Sylvester Researchers Find Abundant Mutations in Metastatic Uveal Melanoma
New insights could inform diagnoses and treatment
In a study published in the Nature family journal npj Genomic Medicine, researchers with Sylvester Comprehensive Cancer and Bascom Palmer Eye Institute at the University of Miami’s Miller School of Medicine, Columbia University, Memorial Sloan Kettering Cancer Center and other institutions have mapped mutations associated with uveal melanoma metastasis over time and anatomic location. These findings could lead to better cancer diagnostics and improved disease management.
“We see a wide range of mutations in the metastatic tumors, many more than are usually found in uveal melanoma primary tumors,” said co-senior author J. William Harbour, M.D., Dr. Mark Daily endowed professor of Ophthalmology, vice chair for translational research and director of Ocular Oncology at the Bascom Palmer Eye Institute, and associate director for basic science at Sylvester Cancer Center. “The disease gets very complex, very quickly once it metastasizes.”
In the study, researchers conducted rapid autopsies on two uveal melanoma patients, collecting biopsies from 11 tumors in each patient, including the primary tumor. Whole exome sequencing (which only analyzes gene sequences) was performed on the first patient and whole genome sequencing on the second.
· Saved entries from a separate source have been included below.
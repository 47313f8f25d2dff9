//! User-facing alerts.
//!
//! Every failure ends as an [`Alert`] with a short title and message:
//! validation failures list each field, a lost session asks the user to
//! sign in again, and anything else gets a generic message for the action
//! that failed. Plant lookup failures never get here; they are absorbed
//! by [`LotRepository`](crate::lots::LotRepository).

use std::fmt;

use sprout_core::error::CoreError;

use crate::error::ClientError;

pub const ERROR_TITLE: &str = "Error";
pub const VALIDATION_TITLE: &str = "Please fix the following errors:";
pub const SESSION_ENDED: &str = "Your session has ended. Please sign in again.";

/// What the user was doing when the failure happened.
#[derive(Debug, Clone, Copy, PartialEq, Eq)]
pub enum Action {
    SignIn,
    SignUp,
    LoadCatalog,
    LoadLots,
    CreateLot,
    DeleteLot,
    LoadJournal,
    SaveJournalEntry,
    DeleteJournalEntry,
    LoadNotifications,
    SaveNotification,
}

impl Action {
    fn failure_message(self) -> &'static str {
        match self {
            Action::SignIn | Action::SignUp => "Authorization failed",
            Action::LoadCatalog => "Could not load the plant catalog",
            Action::LoadLots => "Could not load lots",
            Action::CreateLot => "Could not create the lot",
            Action::DeleteLot => "Could not delete the lot",
            Action::LoadJournal => "Could not load the journal",
            Action::SaveJournalEntry => "Could not save the journal entry",
            Action::DeleteJournalEntry => "Could not delete the journal entry",
            Action::LoadNotifications => "Could not load notifications",
            Action::SaveNotification => "Could not save the notification",
        }
    }
}

#[derive(Debug, Clone, PartialEq, Eq)]
pub struct Alert {
    pub title: String,
    pub message: String,
}

impl Alert {
    pub fn new(title: impl Into<String>, message: impl Into<String>) -> Self {
        Self {
            title: title.into(),
            message: message.into(),
        }
    }

    pub fn from_error(action: Action, err: &ClientError) -> Self {
        match err {
            ClientError::Core(CoreError::Validation(violations)) => {
                let message = violations
                    .iter()
                    .map(|v| format!("• {}", v.message))
                    .collect::<Vec<_>>()
                    .join("\n");
                Alert::new(VALIDATION_TITLE, message)
            }
            ClientError::Unauthenticated => Alert::new(ERROR_TITLE, SESSION_ENDED),
            _ if matches!(action, Action::SignIn | Action::SignUp) => {
                let reason = err
                    .server_message()
                    .unwrap_or_else(|| action.failure_message().to_string());
                let code = err
                    .status()
                    .map(|s| s.to_string())
                    .unwrap_or_else(|| "unknown".to_string());
                Alert::new(ERROR_TITLE, format!("{reason}\nCode: {code}"))
            }
            _ => Alert::new(ERROR_TITLE, action.failure_message()),
        }
    }
}

impl fmt::Display for Alert {
    fn fmt(&self, f: &mut fmt::Formatter<'_>) -> fmt::Result {
        write!(f, "{}\n{}", self.title, self.message)
    }
}
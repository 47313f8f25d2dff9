//! The signed-in session.
//!
//! A [`Session`] owns the bearer token and is injected into the
//! [`ApiClient`](crate::api::ApiClient). Clones share state, so a sign-out
//! or a server-side rejection seen by one component is seen by all.

use std::sync::Arc;

use chrono::{Duration, Utc};
use serde::{Deserialize, Serialize};
use sprout_core::types::Timestamp;
use tokio::sync::RwLock;

use crate::error::{ClientError, ClientResult};
use crate::storage::{set_json, DeviceStorage};

/// Storage key of the persisted token.
pub const TOKEN_KEY: &str = "token";

#[derive(Debug, Clone, Serialize, Deserialize)]
struct StoredToken {
    token: String,
    issued_at: Timestamp,
}

#[derive(Clone)]
pub struct Session {
    storage: Arc<dyn DeviceStorage>,
    ttl: Option<Duration>,
    current: Arc<RwLock<Option<StoredToken>>>,
}

impl Session {
    /// Load the persisted token, if any.
    ///
    /// A bare string (the format written by earlier app versions) is
    /// accepted and treated as issued now.
    pub async fn restore(
        storage: Arc<dyn DeviceStorage>,
        ttl: Option<Duration>,
    ) -> ClientResult<Self> {
        let stored = match storage.get_item(TOKEN_KEY).await? {
            None => None,
            Some(raw) => match serde_json::from_str::<StoredToken>(&raw) {
                Ok(stored) => Some(stored),
                Err(_) if !raw.trim().is_empty() => Some(StoredToken {
                    token: raw.trim().to_string(),
                    issued_at: Utc::now(),
                }),
                Err(_) => None,
            },
        };

        let session = Self {
            storage,
            ttl,
            current: Arc::new(RwLock::new(stored)),
        };
        tracing::debug!(signed_in = session.token().await.is_some(), "Session restored");
        Ok(session)
    }

    /// Persist a freshly issued token and make it current.
    pub async fn start(&self, token: String) -> ClientResult<()> {
        let stored = StoredToken {
            token,
            issued_at: Utc::now(),
        };
        set_json(self.storage.as_ref(), TOKEN_KEY, &stored).await?;
        *self.current.write().await = Some(stored);
        tracing::info!("Session started");
        Ok(())
    }

    /// Forget the token, in memory and on the device.
    pub async fn clear(&self) -> ClientResult<()> {
        *self.current.write().await = None;
        self.storage.remove_item(TOKEN_KEY).await?;
        tracing::info!("Session cleared");
        Ok(())
    }

    /// The current token, or `None` when signed out or expired.
    /// An expired token is cleared on the way.
    pub async fn token(&self) -> Option<String> {
        let stored = self.current.read().await.clone()?;
        if self.is_expired(&stored) {
            tracing::info!(issued_at = %stored.issued_at, "Session expired");
            if let Err(e) = self.clear().await {
                tracing::warn!(error = %e, "Failed to clear expired session");
            }
            return None;
        }
        Some(stored.token)
    }

    /// The current token, or [`ClientError::Unauthenticated`].
    pub async fn require_token(&self) -> ClientResult<String> {
        self.token().await.ok_or(ClientError::Unauthenticated)
    }

    pub async fn is_authenticated(&self) -> bool {
        self.token().await.is_some()
    }

    /// When the current token stops being used, if a lifetime is configured.
    pub async fn expires_at(&self) -> Option<Timestamp> {
        let ttl = self.ttl?;
        let stored = self.current.read().await.clone()?;
        Some(stored.issued_at + ttl)
    }

    fn is_expired(&self, stored: &StoredToken) -> bool {
        self.ttl
            .is_some_and(|ttl| Utc::now() >= stored.issued_at + ttl)
    }
}

#[cfg(test)]
mod tests {
    use super::*;
    use crate::storage::MemoryStorage;
    use assert_matches::assert_matches;

    #[tokio::test]
    async fn start_persists_and_restore_reads_back() {
        let storage: Arc<dyn DeviceStorage> = Arc::new(MemoryStorage::new());
        let session = Session::restore(storage.clone(), None).await.unwrap();
        assert_matches!(session.require_token().await, Err(ClientError::Unauthenticated));

        session.start("tok-1".into()).await.unwrap();
        assert_eq!(session.token().await.as_deref(), Some("tok-1"));

        let restored = Session::restore(storage, None).await.unwrap();
        assert_eq!(restored.require_token().await.unwrap(), "tok-1");
    }

    #[tokio::test]
    async fn clones_share_the_token() {
        let storage: Arc<dyn DeviceStorage> = Arc::new(MemoryStorage::new());
        let session = Session::restore(storage, None).await.unwrap();
        let other = session.clone();

        session.start("shared".into()).await.unwrap();
        assert!(other.is_authenticated().await);

        other.clear().await.unwrap();
        assert!(!session.is_authenticated().await);
    }

    #[tokio::test]
    async fn bare_string_token_is_accepted() {
        let storage = Arc::new(MemoryStorage::new());
        storage.set_item(TOKEN_KEY, "legacy-token").await.unwrap();
        let session = Session::restore(storage, None).await.unwrap();
        assert_eq!(session.token().await.as_deref(), Some("legacy-token"));
    }

    #[tokio::test]
    async fn expired_token_is_cleared() {
        let storage = Arc::new(MemoryStorage::new());
        let old = StoredToken {
            token: "old".into(),
            issued_at: Utc::now() - Duration::hours(5),
        };
        set_json(storage.as_ref(), TOKEN_KEY, &old).await.unwrap();

        let session = Session::restore(storage.clone(), Some(Duration::hours(1)))
            .await
            .unwrap();
        assert_matches!(session.require_token().await, Err(ClientError::Unauthenticated));
        assert_eq!(storage.get_item(TOKEN_KEY).await.unwrap(), None);
    }

    #[tokio::test]
    async fn expiry_is_reported() {
        let storage: Arc<dyn DeviceStorage> = Arc::new(MemoryStorage::new());
        let session = Session::restore(storage, Some(Duration::hours(2))).await.unwrap();
        assert!(session.expires_at().await.is_none());
        session.start("t".into()).await.unwrap();
        let expires = session.expires_at().await.unwrap();
        assert!(expires > Utc::now() + Duration::minutes(119));
    }
}
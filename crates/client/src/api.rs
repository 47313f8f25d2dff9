//! REST client for the Sprout API.
//!
//! Wraps the HTTP endpoints with [`reqwest`]: fixed base URL, JSON
//! `Content-Type`/`Accept` headers, one client-wide timeout, and bearer
//! authentication taken from the injected [`Session`]. A `401` from any
//! authenticated call clears the session.

use std::time::Duration;

use reqwest::header::{HeaderMap, HeaderValue, ACCEPT, CONTENT_TYPE};
use reqwest::{RequestBuilder, StatusCode};
use serde::de::DeserializeOwned;
use serde::Serialize;

use sprout_core::models::{
    CatalogResponse, CreateEntryRequest, CreateLotRequest, Credentials, Microgreen,
    RawLot, RawNotification, RemoteEntry, TokenResponse,
};
use sprout_core::types::DbId;

use crate::config::ClientConfig;
use crate::error::{ClientError, ClientResult};
use crate::session::Session;

/// HTTP client for one Sprout API deployment.
pub struct ApiClient {
    client: reqwest::Client,
    api_url: String,
    session: Session,
}

impl ApiClient {
    /// Build a client from configuration.
    pub fn new(config: &ClientConfig, session: Session) -> ClientResult<Self> {
        let mut headers = HeaderMap::new();
        headers.insert(CONTENT_TYPE, HeaderValue::from_static("application/json"));
        headers.insert(ACCEPT, HeaderValue::from_static("application/json"));

        let client = reqwest::Client::builder()
            .default_headers(headers)
            .timeout(Duration::from_secs(config.request_timeout_secs))
            .build()?;

        Ok(Self::with_client(client, config.api_url.clone(), session))
    }

    /// Create an API client reusing an existing [`reqwest::Client`].
    pub fn with_client(client: reqwest::Client, api_url: String, session: Session) -> Self {
        Self {
            client,
            api_url,
            session,
        }
    }

    pub fn session(&self) -> &Session {
        &self.session
    }

    // ---- auth ----

    /// `POST /user/register`.
    pub async fn register(&self, credentials: &Credentials) -> ClientResult<TokenResponse> {
        let response = self
            .client
            .post(self.url("/user/register"))
            .json(credentials)
            .send()
            .await?;
        Self::parse_response(response).await
    }

    /// `POST /user/login`.
    pub async fn login(&self, credentials: &Credentials) -> ClientResult<TokenResponse> {
        let response = self
            .client
            .post(self.url("/user/login"))
            .json(credentials)
            .send()
            .await?;
        Self::parse_response(response).await
    }

    // ---- lots ----

    /// `GET /lots/`.
    pub async fn list_lots(&self) -> ClientResult<Vec<RawLot>> {
        self.get_json("/lots/").await
    }

    /// `POST /lots/`.
    pub async fn create_lot(&self, request: &CreateLotRequest) -> ClientResult<RawLot> {
        self.post_json("/lots/", request).await
    }

    /// `DELETE /lots/{id}`.
    pub async fn delete_lot(&self, id: DbId) -> ClientResult<()> {
        let path = format!("/lots/{id}");
        let response = self.send_authorized(self.client.delete(self.url(&path))).await?;
        Self::check_status(response).await
    }

    // ---- catalog ----

    /// `GET /microgreens`.
    pub async fn list_microgreens(&self) -> ClientResult<Vec<Microgreen>> {
        let catalog: CatalogResponse = self.get_json("/microgreens").await?;
        Ok(catalog.into_entries())
    }

    /// `GET /microgreens/{id}`.
    pub async fn get_microgreen(&self, id: DbId) -> ClientResult<Microgreen> {
        self.get_json(&format!("/microgreens/{id}")).await
    }

    // ---- journal ----

    /// `POST /lots/{id}/entry`.
    pub async fn create_entry(
        &self,
        lot_id: DbId,
        request: &CreateEntryRequest,
    ) -> ClientResult<RemoteEntry> {
        self.post_json(&format!("/lots/{lot_id}/entry"), request).await
    }

    /// `GET /lots/{id}/entries`.
    pub async fn list_entries(&self, lot_id: DbId) -> ClientResult<Vec<RemoteEntry>> {
        let entries: Option<Vec<RemoteEntry>> =
            self.get_json(&format!("/lots/{lot_id}/entries")).await?;
        Ok(entries.unwrap_or_default())
    }

    // ---- notifications ----

    /// `GET /notifications`.
    pub async fn list_notifications(&self) -> ClientResult<Vec<RawNotification>> {
        self.get_json("/notifications").await
    }

    // ---- private helpers ----

    fn url(&self, path: &str) -> String {
        format!("{}{}", self.api_url, path)
    }

    async fn get_json<T: DeserializeOwned>(&self, path: &str) -> ClientResult<T> {
        tracing::debug!(path, "GET");
        let response = self.send_authorized(self.client.get(self.url(path))).await?;
        Self::parse_response(response).await
    }

    async fn post_json<B, T>(&self, path: &str, body: &B) -> ClientResult<T>
    where
        B: Serialize + ?Sized,
        T: DeserializeOwned,
    {
        tracing::debug!(path, "POST");
        let response = self
            .send_authorized(self.client.post(self.url(path)).json(body))
            .await?;
        Self::parse_response(response).await
    }

    /// Attach the bearer token and send. A `401` clears the session and
    /// comes back as [`ClientError::Unauthenticated`].
    async fn send_authorized(&self, request: RequestBuilder) -> ClientResult<reqwest::Response> {
        let token = self.session.require_token().await?;
        let response = request.bearer_auth(token).send().await?;

        if response.status() == StatusCode::UNAUTHORIZED {
            tracing::warn!(url = %response.url(), "Token rejected by server, clearing session");
            self.session.clear().await?;
            return Err(ClientError::Unauthenticated);
        }
        Ok(response)
    }

    /// Ensure the response has a success status code. Returns the
    /// response unchanged on success, or a [`ClientError::Api`]
    /// containing the status and body text on failure.
    async fn ensure_success(response: reqwest::Response) -> ClientResult<reqwest::Response> {
        let status = response.status();
        if !status.is_success() {
            let body = response
                .text()
                .await
                .unwrap_or_else(|_| "<unreadable body>".to_string());
            return Err(ClientError::Api {
                status: status.as_u16(),
                body,
            });
        }
        Ok(response)
    }

    /// Parse a successful JSON response body into the expected type.
    async fn parse_response<T: DeserializeOwned>(response: reqwest::Response) -> ClientResult<T> {
        let response = Self::ensure_success(response).await?;
        Ok(response.json::<T>().await?)
    }

    /// Assert the response has a success status code, discarding the body.
    async fn check_status(response: reqwest::Response) -> ClientResult<()> {
        Self::ensure_success(response).await?;
        Ok(())
    }
}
Mapping Cancer’s Progression
By analyzing the mutations in various tumors, the team mapped out the cancer’s progression over time and space. Secondary tumors emanated from both the primary tumor and other metastases. As this process continued, mutation levels increased.
As expected, the results showed relatively few mutations in the primary tumors. In fact, cells generally overcome a single dangerous mutation by becoming senescent, a form of cellular sleep. A secondary mutation subsequently eradicates this safeguard, allowing the cancer to grow and take hold. Dr. Harbour had previously identified two of the key genes (BAP1 and SF3B1) which the team believes undergo mutations during tumor evolution to cancel this senescence checkpoint. Despite this slow start, once the tumor metastasizes, mutations accelerate rapidly.
“The sheer number of mutations was really surprising,” Dr. Harbour said. “Even though primary uveal melanoma tumors have quite few, when we get to the metastases, we start seeing many more, which suggests a loss of DNA damage repair and chromosome maintenance mechanisms.”
Diversity of Mutations
The study also identified some rare genetic variations. One patient had a mutated KRAS gene, a powerful and common oncogene in other cancer types that has never before been linked to uveal melanoma.
This diversity of mutations poses clinical challenges but also outlines a potential path forward. While it would be difficult, if not impossible, to surgically biopsy every metastatic tumor, liquid biopsies, which measure circulating tumor DNA in blood, could provide a more global read on a patient’s overall tumor burden. The Harbour lab is currently working to develop a liquid biopsy for uveal melanoma.
“A promising approach would be to monitor a uveal melanoma patient’s circulating tumor DNA, even if they seem to be responding to therapy,” Dr. Harbour said. “We could watch for new mutations that might herald treatment failure that could also suggest more effective therapies.”